(Collected data entries)
══════
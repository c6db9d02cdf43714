//! Remote Zarr v2 store reader
//!
//! Opens a consolidated store (one `.zmetadata` document describing every
//! group and array) behind HTTP or object storage and serves the hierarchy
//! from memory. Only chunk data goes over the network, through a cache that
//! collapses identical concurrent reads into one request.
//!
//! ```text
//! ZarrStore ── get_group / get_dataset ──► Catalog (in memory)
//!     │
//!     └── get_dataset_data ──► slice::read_slice
//!                                   │
//!                                   ▼
//!                             RemoteClient ── cache + in-flight locks
//!                                   │
//!                                   ▼
//!                             ObjectFetcher ── HTTP / object_store / memory
//!                                   │
//!                                   ▼
//!                             zarr_codec::ChunkCodec
//! ```
//!
//! # Example
//!
//! ```ignore
//! use zarr_remote::{DataOptions, StoreConfig, ZarrStore};
//!
//! let store = ZarrStore::open_url("https://data.example.org/session.zarr", StoreConfig::from_env()).await?;
//! let root = store.get_group("/").expect("root group");
//! let rows = store
//!     .get_dataset_data("/units/spike_times", &DataOptions::slice(vec![0..100]))
//!     .await?;
//! ```

pub mod attrs;
pub mod catalog;
pub mod client;
pub mod config;
pub mod error;
pub mod fetch;
pub mod navigator;
pub mod path;
pub mod slice;
pub mod stats;
pub mod write;

pub use attrs::{AttrValue, Attributes, NAN_SENTINEL};
pub use catalog::{Catalog, ChunkRef, GroupMetadata};
pub use client::{Payload, ReadKey, ReadOptions, RemoteClient};
pub use config::StoreConfig;
pub use error::{Result, StoreError};
pub use fetch::{
    ByteRange, CacheBuster, FetchRequest, HttpFetcher, MemoryFetcher, ObjectFetcher,
    ObjectStoreFetcher,
};
pub use navigator::{
    DataOptions, Dataset, Group, SubdatasetInfo, SubgroupInfo, ZarrStore, SCALAR_MARKER,
};
pub use slice::{read_slice, SlicePlan, MAX_SLICE_DIMS};
pub use stats::{StatsSnapshot, StoreStats};
pub use write::{ChannelDispatch, WriteAction, WriteDispatch};

pub use zarr_codec::{ArrayData, DatasetData, Scalar};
══════
What is being asked:
Count how many lines in the data above include the string "slice", and write only that number.

Written response:
4